Work item: When the string "panicked" occurs in a line of the records, show that line.

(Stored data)
════
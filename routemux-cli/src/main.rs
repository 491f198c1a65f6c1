//! routemux - replay an audio route topology through the routing engine
//!
//! Loads a JSON topology (routes, streams, scenario), registers it with the
//! routing actor and replays the scenario, printing what every cycle opened,
//! closed or failed.

use std::path::PathBuf;

use anyhow::{Context, Result};
use clap::Parser;
use route_mux::{run_routing_actor, CycleMasks, RoutingConfig, RoutingHandle, RoutingStage};
use route_sim::{ActionLog, TopologyConfig};
use tokio::sync::mpsc;
use tracing::{debug, info};
use tracing_subscriber::{layer::SubscriberExt, util::SubscriberInitExt};

mod replay;

use replay::Replayer;

/// Command-line arguments for routemux
#[derive(Parser, Debug)]
#[command(name = "routemux")]
#[command(about = "Replay audio route topologies through the route matching engine")]
#[command(version)]
struct Args {
    /// Topology file (JSON)
    topology: PathBuf,

    /// Cycles to run when the topology has no scenario
    #[arg(short, long, default_value = "1")]
    cycles: u32,

    /// Print the registry dump after the last step
    #[arg(short, long)]
    dump: bool,

    /// Print the final masks as JSON
    #[arg(long)]
    json: bool,

    /// Run device phases even when routing is unchanged
    #[arg(long)]
    no_skip: bool,
}

#[tokio::main]
async fn main() -> Result<()> {
    tracing_subscriber::registry()
        .with(
            tracing_subscriber::EnvFilter::try_from_default_env().unwrap_or_else(|_| {
                "routemux=info,route_mux=info,route_types=info,route_sim=info".into()
            }),
        )
        .with(tracing_subscriber::fmt::layer())
        .init();

    let args = Args::parse();

    let topology = TopologyConfig::load(&args.topology)
        .with_context(|| format!("Failed to load topology {}", args.topology.display()))?;
    info!(
        "Loaded topology {}: {} routes, {} streams, {} steps",
        args.topology.display(),
        topology.routes.len(),
        topology.streams.len(),
        topology.scenario.len()
    );

    let log = ActionLog::new();
    let built = topology.build(&log).context("Failed to build topology")?;

    let (cmd_tx, cmd_rx) = mpsc::channel(256);
    let (event_tx, mut event_rx) = mpsc::channel(256);

    let config = RoutingConfig {
        skip_unchanged_cycles: !args.no_skip,
        ..Default::default()
    };
    let commit = |stage: RoutingStage, masks: &CycleMasks| {
        for (direction, m) in masks.iter() {
            debug!(
                "{:?} {}: mute {} disable {} opened {} unmuted {}",
                stage,
                direction,
                m.routes_to_mute(),
                m.routes_to_disable(),
                m.opened_routes(),
                m.unmuted_routes()
            );
        }
    };
    let actor = tokio::spawn(run_routing_actor(cmd_rx, event_tx, config, Box::new(commit)));

    let events = tokio::spawn(async move {
        while let Some(event) = event_rx.recv().await {
            if event.is_lifecycle() || event.is_failure() {
                info!("{:?}", event);
            } else {
                debug!("{:?}", event);
            }
        }
    });

    let mut replayer = Replayer::new(RoutingHandle::new(cmd_tx), built, log);
    replayer.register().await?;

    if topology.scenario.is_empty() {
        for _ in 0..args.cycles {
            replayer.reconsider(false).await?;
        }
    } else {
        for step in &topology.scenario {
            replayer.apply(step).await?;
        }
    }

    if args.dump {
        print!("{}", replayer.dump().await?);
    }
    if args.json {
        let masks = replayer.masks().await?;
        println!("{}", serde_json::to_string_pretty(&masks)?);
    }

    replayer.shutdown().await?;
    actor.await.context("Routing actor panicked")?;
    events.await.context("Event logger panicked")?;
    Ok(())
}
════
Output below:
    actor.await.context("Routing actor panicked")?;
    events.await.context("Event logger panicked")?;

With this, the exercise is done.